Depending on the jurisdiction you're in, nobody has to say "you're fired" for you to be fired from a job. If they're no longer allowing you to come to work, you can call it "let go", "laid off" or "today's your last day" but functionally for unemployment they're often treated as the same thing.
posted by notorious medium at 6:29 AM on December 20, 2017


Yeah, that's more what I meant - there's a difference (in terms of psychology, resume, and I would think legal action, but not in terms of unemployment filing) between "you can't quit, you're done because WE say so" and "oh, don't worry about working your two weeks, you can go now". Sounds like she got the first version. But it also sounds like it's not going to matter. Sorry for any derail of the thought train.
posted by dust.wind.dude at 7:00 AM on December 20, 2017


just fyi, the NDA and non-compete are most likely unenforceable.

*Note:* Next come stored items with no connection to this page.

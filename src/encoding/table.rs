//! Byte class tables from RFC 3986.
//!
//! The predefined constants in this module are documented with the
//! ABNF notation of [RFC 5234].
//!
//! [RFC 5234]: https://datatracker.ietf.org/doc/html/rfc5234

const MASK_PCT_ENCODED: u64 = 1 << b'%';
const MASK_UNENCODED: u64 = !MASK_PCT_ENCODED;

/// A table specifying the ASCII bytes allowed unencoded in a string.
///
/// A table may additionally allow percent-encoded octets; see
/// [`or_pct_encoded`](Self::or_pct_encoded).
#[derive(Clone, Copy, Debug)]
pub struct Table(u64, u64);

impl Table {
    /// Creates a table that only allows the given unencoded bytes.
    ///
    /// # Panics
    ///
    /// Panics if any of the bytes is not ASCII or equals `0` or `b'%'`.
    #[must_use]
    pub const fn new(mut bytes: &[u8]) -> Self {
        let mut table = 0u128;
        while let [cur, rem @ ..] = bytes {
            assert!(
                !matches!(cur, 0 | b'%' | 128..),
                "cannot allow non-ASCII byte, 0, or %"
            );
            table |= 1u128.wrapping_shl(*cur as u32);
            bytes = rem;
        }
        Self(table as u64, (table >> 64) as u64)
    }

    /// Combines two tables into one.
    ///
    /// Returns a new table that allows all the bytes allowed by `self`
    /// or by `other`.
    #[must_use]
    pub const fn or(self, other: Self) -> Self {
        Self(self.0 | other.0, self.1 | other.1)
    }

    /// Subtracts from this table.
    ///
    /// Returns a new table that allows all the bytes allowed by `self`
    /// but not allowed by `other`.
    #[must_use]
    pub const fn sub(self, other: Self) -> Self {
        Self(self.0 & !(other.0 & MASK_UNENCODED), self.1 & !other.1)
    }

    /// Marks this table as allowing percent-encoded octets.
    #[must_use]
    pub const fn or_pct_encoded(self) -> Self {
        Self(self.0 | MASK_PCT_ENCODED, self.1)
    }

    /// Checks whether the given unencoded byte is allowed by the table.
    #[inline]
    #[must_use]
    pub const fn allows(self, x: u8) -> bool {
        let bits = if x < 64 {
            self.0 & MASK_UNENCODED
        } else if x < 128 {
            self.1
        } else {
            0
        };
        bits & 1u64.wrapping_shl(x as u32) != 0
    }

    /// Checks whether percent-encoded octets are allowed by the table.
    #[inline]
    #[must_use]
    pub const fn allows_pct_encoded(self) -> bool {
        self.0 & MASK_PCT_ENCODED != 0
    }

    /// Checks whether the table is a subset of another, i.e., `other`
    /// allows at least all the bytes allowed by `self`.
    #[must_use]
    pub const fn is_subset(self, other: Self) -> bool {
        self.0 & other.0 == self.0 && self.1 & other.1 == self.1
    }
}

const fn new(bytes: &[u8]) -> Table {
    Table::new(bytes)
}

/// `ALPHA = %x41-5A / %x61-7A`
pub const ALPHA: Table = new(b"ABCDEFGHIJKLMNOPQRSTUVWXYZabcdefghijklmnopqrstuvwxyz");

/// `DIGIT = %x30-39`
pub const DIGIT: Table = new(b"0123456789");

/// `HEXDIG = DIGIT / "A" / "B" / "C" / "D" / "E" / "F"`
///
/// Both uppercase and lowercase digits are accepted, as RFC 3986
/// treats percent-encoded octets case-insensitively.
pub const HEXDIG: Table = DIGIT.or(new(b"ABCDEFabcdef"));

/// `unreserved = ALPHA / DIGIT / "-" / "." / "_" / "~"`
pub const UNRESERVED: Table = ALPHA.or(DIGIT).or(new(b"-._~"));

/// `gen-delims = ":" / "/" / "?" / "#" / "[" / "]" / "@"`
pub const GEN_DELIMS: Table = new(b":/?#[]@");

/// `sub-delims = "!" / "$" / "&" / "'" / "(" / ")"
///             / "*" / "+" / "," / ";" / "="`
pub const SUB_DELIMS: Table = new(b"!$&'()*+,;=");

/// `reserved = gen-delims / sub-delims`
pub const RESERVED: Table = GEN_DELIMS.or(SUB_DELIMS);

/// `scheme = ALPHA *( ALPHA / DIGIT / "+" / "-" / "." )`
pub const SCHEME: Table = ALPHA.or(DIGIT).or(new(b"+-."));

/// `userinfo = *( unreserved / pct-encoded / sub-delims / ":" )`
pub const USERINFO: Table = UNRESERVED.or(SUB_DELIMS).or(new(b":")).or_pct_encoded();

/// The user subcomponent of userinfo, i.e. `userinfo` without `':'`.
///
/// The first `':'` in a userinfo separates the user from the password,
/// so a user must have it encoded.
pub const USERINFO_NC: Table = UNRESERVED.or(SUB_DELIMS).or_pct_encoded();

/// `reg-name = *( unreserved / pct-encoded / sub-delims )`
pub const REG_NAME: Table = UNRESERVED.or(SUB_DELIMS).or_pct_encoded();

/// `IPvFuture = "v" 1*HEXDIG "." 1*( unreserved / sub-delims / ":" )`
pub const IPV_FUTURE: Table = UNRESERVED.or(SUB_DELIMS).or(new(b":"));

/// `pchar = unreserved / pct-encoded / sub-delims / ":" / "@"`
pub const PCHAR: Table = UNRESERVED.or(SUB_DELIMS).or(new(b":@")).or_pct_encoded();

/// `segment-nz-nc = 1*( unreserved / pct-encoded / sub-delims / "@" )`
pub const SEGMENT_NZ_NC: Table = UNRESERVED.or(SUB_DELIMS).or(new(b"@")).or_pct_encoded();

/// `path = path-abempty / path-absolute / path-noscheme
///       / path-rootless / path-empty`
///
/// This is the union of all path productions, i.e. `*( pchar / "/" )`.
pub const PATH: Table = PCHAR.or(new(b"/"));

/// `query = *( pchar / "/" / "?" )`
pub const QUERY: Table = PCHAR.or(new(b"/?"));

/// `fragment = *( pchar / "/" / "?" )`
pub const FRAGMENT: Table = QUERY;

/// The key of a query parameter: `query` without `'='` and `'&'`.
pub const QUERY_KEY: Table = QUERY.sub(new(b"=&"));

/// The value of a query parameter: `query` without `'&'`.
pub const QUERY_VALUE: Table = QUERY.sub(new(b"&"));

#[cfg(test)]
mod tests {
    use super::*;

    #[test]
    fn membership() {
        assert!(UNRESERVED.allows(b'a'));
        assert!(UNRESERVED.allows(b'~'));
        assert!(!UNRESERVED.allows(b'/'));
        assert!(!UNRESERVED.allows(0));
        assert!(!UNRESERVED.allows(0x80));

        assert!(PCHAR.allows(b':'));
        assert!(PCHAR.allows(b'@'));
        assert!(!PCHAR.allows(b'/'));
        assert!(PATH.allows(b'/'));
        assert!(QUERY.allows(b'?'));
        assert!(!QUERY.allows(b'#'));

        assert!(!USERINFO_NC.allows(b':'));
        assert!(USERINFO.allows(b':'));
    }

    #[test]
    fn pct_flag() {
        assert!(PCHAR.allows_pct_encoded());
        assert!(!SCHEME.allows_pct_encoded());
        // The '%' marker bit must not leak into membership.
        assert!(!PCHAR.allows(b'%'));
    }

    #[test]
    fn sub_keeps_pct_flag() {
        assert!(QUERY_KEY.allows_pct_encoded());
        assert!(!QUERY_KEY.allows(b'='));
        assert!(!QUERY_KEY.allows(b'&'));
        assert!(QUERY_VALUE.allows(b'='));
        assert!(!QUERY_VALUE.allows(b'&'));
        assert!(QUERY_KEY.is_subset(QUERY_VALUE));
        assert!(QUERY_VALUE.is_subset(QUERY));
    }
}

NDAs require 'consideration' for both parties which means your wife gets something out of signing the NDA (unless it is signed as part of the initial hiring). cutting her hours is the exact opposite of consideration.
posted by noloveforned at 7:49 AM on December 20, 2017 [2 favorites]


When they reduced her hours about 3 weeks ago they had her sign a non-disclosure agreement, saying she wouldn't take 'trade secrets' or work for another preschool within 5 miles.

Definitely research the laws of your state to see how they relate to NDAs and non-compete clauses; in California, they're almost entirely unenforceable.

"Trade secrets" is a blurry, pretty much meaningless phrase. NDAs of substance will specify not taking client info, so she can't tell parents that she's moving and they're welcome to follow her. I've seen NDAs for sales people that boil down to "you can't take your customers - our clients - if you go work for our competitor across town."

I could see that being damned hard to enforce, though; not only is it hard to enforce in general, but parents saying, "I want this caretaker for my child," has rather a different tone than a bakery saying, "I want this driver to deliver to my customers."